Cuadro

(Muerte de doña Margarita)

Por Alberto Aguirre

Ortega dice que las mujeres de los grandes hombres son como el gálibo que nos permite conocerlos más íntimamente. Son ellas especie de plantilla que los señala en el detalle esencial, ése que no es aparente. Trazar la biografía del grande hombre por esa mujer, que no es sombra ni duplicado ni reflejo, sino quintaesencia, detalle purificado de esa grandeza.

Hace algunos días, con la misma discreción con que vivió, murió Margarita Restrepo, la mujer de Fernando González. Y se viene al alma, de nuevo, súbitamente, como duro acicate, la figura de este hombre genial. A Colombia no le ha pasado nada tan grande como Fernando González. Y eso es la grandeza: acicate para seguir vivos. Estar vivo es tener ganas: de pelear, de penetrar en el mundo, de buscar el conocimiento, de asediar placenteramente a esa presa furtiva que es la verdad.

Qué bueno que haya existido Fernando González. Ahí está. Puede ser existencia para otros. ¿Lo es ya? Quizás. De todos modos, aunque la moda no lo lleve hoy en la cresta de la popularidad, ahí está como un tesoro, como acopio de armas y vituallas para el combate que algún día librará Latinoamérica por su libertad y su destino. Es un signo para la vida.

Doña Margarita era la pasión suave y contenida. Una presencia impalpable, que reforzaba la grandeza. No era imagen agachada o sumisa, sino la comprensión pura, limpia de toda vanidad y de toda escoria. De esa presencia arrancaban la fuerza y la pasión de Fernando González. Y allí volvían.

No ha de definirse a doña Berenguela como intelecto sino como intuición, algo que abarca la plenitud del espíritu. Se lee en el Libro de los viajes o de las presencias: «Hacía veintisiete años que no veía a la señora Berenguela, y era la misma que conocí, pues las mujeres que padecen a un hombre de estos desarrollan tal capacidad de sufrir y de intuición, que no envejecen; son como ángeles que saben que ‘esos locos’ son niños grandes».

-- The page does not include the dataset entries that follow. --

// SPDX-License-Identifier: MIT
// SPDX-FileCopyrightText: 2025-2026 natyamatsya contributors
//
// One I/O thread per reactor, owning two multiplexers and an embedded time
// wheel for per-fd timeouts. Mirrors the spinlock-guarded-map pattern used
// for shared state elsewhere in this crate (compare `slot_pool::SlotPool`):
// a bare `SpinLock` field sits next to the data it protects rather than a
// generic lock wrapper.

use std::collections::BTreeMap;
use std::os::fd::RawFd;
use std::sync::atomic::{AtomicBool, Ordering};
use std::sync::Arc;
use std::time::{Duration, Instant};

use crate::multiplexer::Multiplexer;
use crate::spin_lock::SpinLock;
use crate::time_wheel::TimeWheel;

/// Which side of a proxy connection an fd belongs to. Handlers dispatch on
/// this rather than raw fd numbers, since the plain multiplexer drains
/// without per-event fd context for payload lookups that need it twice.
#[derive(Debug, Clone, Copy, PartialEq, Eq)]
pub enum Side {
    Client,
    Server,
}

/// Opaque per-fd payload carried by `ReactorData`. A tagged enum in place of
/// the original `void*` callback argument.
#[derive(Debug, Clone, Copy)]
pub enum ReactorPayload {
    Listener,
    Proxy { conn_id: u32, side: Side },
    PatPeer { pno: u8, side: Side },
}

#[derive(Debug, Clone, Copy, PartialEq, Eq)]
pub enum ReactorEvent {
    Readable,
    Writable,
    Timeout,
    Error,
}

struct ReactorData {
    payload: ReactorPayload,
    timer_id: Option<crate::time_wheel::TimerId>,
}

/// Callback invoked by the reactor run loop for every delivered event.
pub trait ReactorHandler: Send + Sync {
    fn on_event(&self, reactor: &Reactor, fd: RawFd, payload: ReactorPayload, event: ReactorEvent);
}

pub struct Reactor {
    pub id: usize,
    lock: SpinLock,
    map: std::cell::UnsafeCell<BTreeMap<RawFd, ReactorData>>,
    timeout_mux: Multiplexer,
    plain_mux: Multiplexer,
    wheel: TimeWheel<RawFd>,
    is_end: AtomicBool,
}

unsafe impl Send for Reactor {}
unsafe impl Sync for Reactor {}

const TICK: Duration = Duration::from_millis(100);
const WAIT_SLICE: Duration = Duration::from_millis(1);

impl Reactor {
    pub fn new(id: usize) -> std::io::Result<Self> {
        Ok(Self {
            id,
            lock: SpinLock::new(),
            map: std::cell::UnsafeCell::new(BTreeMap::new()),
            timeout_mux: Multiplexer::new(1024)?,
            plain_mux: Multiplexer::new(1024)?,
            wheel: TimeWheel::new(1024),
            is_end: AtomicBool::new(false),
        })
    }

    #[allow(clippy::mut_from_ref)]
    unsafe fn map_unchecked(&self) -> &mut BTreeMap<RawFd, ReactorData> {
        &mut *self.map.get()
    }

    /// Arm `fd` for a one-shot read, tracked by the time wheel with a
    /// `timeout_ticks`-tick deadline (0 = no timeout, delivered only via the
    /// plain multiplexer semantics — callers still use this mux for
    /// consistency of one-shot rearm behavior).
    pub fn add_timed_read(&self, fd: RawFd, payload: ReactorPayload, timeout_ticks: u32) -> std::io::Result<()> {
        self.timeout_mux.add_read(fd)?;
        self.arm_timeout(fd, payload, timeout_ticks);
        Ok(())
    }

    pub fn mod_timed_read(&self, fd: RawFd, payload: ReactorPayload, timeout_ticks: u32) -> std::io::Result<()> {
        self.clear_timeout(fd);
        self.timeout_mux.mod_read_oneshot(fd)?;
        self.arm_timeout(fd, payload, timeout_ticks);
        Ok(())
    }

    pub fn add_timed_write(&self, fd: RawFd, payload: ReactorPayload, timeout_ticks: u32) -> std::io::Result<()> {
        self.timeout_mux.add_write(fd)?;
        self.arm_timeout(fd, payload, timeout_ticks);
        Ok(())
    }

    pub fn mod_timed_write(&self, fd: RawFd, payload: ReactorPayload, timeout_ticks: u32) -> std::io::Result<()> {
        self.clear_timeout(fd);
        self.timeout_mux.mod_write_oneshot(fd)?;
        self.arm_timeout(fd, payload, timeout_ticks);
        Ok(())
    }

    /// Arm `fd` on the plain multiplexer, not tracked by the time wheel.
    pub fn add_plain_read(&self, fd: RawFd, payload: ReactorPayload) -> std::io::Result<()> {
        self.plain_mux.add_read(fd)?;
        self.lock.lock();
        unsafe { self.map_unchecked() }.insert(fd, ReactorData { payload, timer_id: None });
        self.lock.unlock();
        Ok(())
    }

    pub fn mod_plain_read(&self, fd: RawFd) -> std::io::Result<()> {
        self.plain_mux.mod_read_oneshot(fd)
    }

    fn arm_timeout(&self, fd: RawFd, payload: ReactorPayload, timeout_ticks: u32) {
        self.lock.lock();
        let timer_id = if timeout_ticks > 0 {
            self.wheel.set_timer(timeout_ticks, 0, fd).ok()
        } else {
            None
        };
        unsafe { self.map_unchecked() }.insert(fd, ReactorData { payload, timer_id });
        self.lock.unlock();
    }

    fn clear_timeout(&self, fd: RawFd) {
        self.lock.lock();
        if let Some(data) = unsafe { self.map_unchecked() }.get(&fd) {
            if let Some(id) = data.timer_id {
                self.wheel.del_timer(id);
            }
        }
        self.lock.unlock();
    }

    /// Detach `fd` from both multiplexers and drop its reactor-data entry.
    pub fn del(&self, fd: RawFd) {
        self.clear_timeout(fd);
        let _ = self.timeout_mux.del(fd);
        let _ = self.plain_mux.del(fd);
        self.lock.lock();
        unsafe { self.map_unchecked() }.remove(&fd);
        self.lock.unlock();
    }

    pub fn request_stop(&self) {
        self.is_end.store(true, Ordering::Release);
    }

    /// Run the reactor loop on the calling thread until `request_stop`.
    pub fn run(self: &Arc<Self>, handler: Arc<dyn ReactorHandler>) {
        let mut last_tick = Instant::now();
        let mut ready = Vec::new();

        while !self.is_end.load(Ordering::Acquire) {
            let mut elapsed = last_tick.elapsed();
            while elapsed >= TICK {
                let fired = self.wheel.tick();
                for f in fired {
                    if let Some(payload) = self.take_payload(f.user_arg) {
                        handler.on_event(self, f.user_arg, payload, ReactorEvent::Timeout);
                    }
                }
                last_tick += TICK;
                elapsed = last_tick.elapsed();
            }

            ready.clear();
            if let Err(e) = self.timeout_mux.wait(WAIT_SLICE, &mut ready) {
                tracing::error!(reactor = self.id, error = %e, "timeout multiplexer wait failed");
            }
            for ev in ready.drain(..) {
                self.clear_timeout(ev.fd);
                if let Some(payload) = self.lookup_payload(ev.fd) {
                    let kind = if ev.error {
                        ReactorEvent::Error
                    } else if ev.readable {
                        ReactorEvent::Readable
                    } else {
                        ReactorEvent::Writable
                    };
                    handler.on_event(self, ev.fd, payload, kind);
                }
            }

            ready.clear();
            if let Err(e) = self.plain_mux.wait(WAIT_SLICE, &mut ready) {
                tracing::error!(reactor = self.id, error = %e, "plain multiplexer wait failed");
            }
            for ev in ready.drain(..) {
                if let Some(payload) = self.lookup_payload(ev.fd) {
                    let kind = if ev.error {
                        ReactorEvent::Error
                    } else if ev.readable {
                        ReactorEvent::Readable
                    } else {
                        ReactorEvent::Writable
                    };
                    handler.on_event(self, ev.fd, payload, kind);
                }
            }
        }
    }

    fn lookup_payload(&self, fd: RawFd) -> Option<ReactorPayload> {
        self.lock.lock();
        let p = unsafe { self.map_unchecked() }.get(&fd).map(|d| d.payload);
        self.lock.unlock();
        p
    }

    /// Look up `fd`'s payload and clear its now-stale `timer_id`: the
    /// caller is handling the timer that just fired, and `TimeWheel::tick`
    /// has already freed that timer's slot-pool id (and may hand it to an
    /// unrelated timer on the very next `set_timer`). Leaving the old id in
    /// place would make a later `clear_timeout`/`del` call `del_timer` on
    /// that reused id.
    fn take_payload(&self, fd: RawFd) -> Option<ReactorPayload> {
        self.lock.lock();
        let p = unsafe { self.map_unchecked() }.get_mut(&fd).map(|d| {
            d.timer_id = None;
            d.payload
        });
        self.lock.unlock();
        p
    }
}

Qué suavidad la suya allá en esa banca del corredor de Otraparte, cuando Lucas de Ochoa —burlón y alegre y sarcástico y triste y placentero— iba nombrando las cosas y la vida. Doña Berenguela era la firmeza impalpable: qué presencia tan aguda la suya. Nos envolvía, y parecía que no estaba con nosotros.

Por Margarita Restrepo se ve la grandeza de Fernando González.

16 de julio de 1979

Fuente:

Aguirre, Alberto. Cuadro. Medellín, Editorial Letras, septiembre de 1984.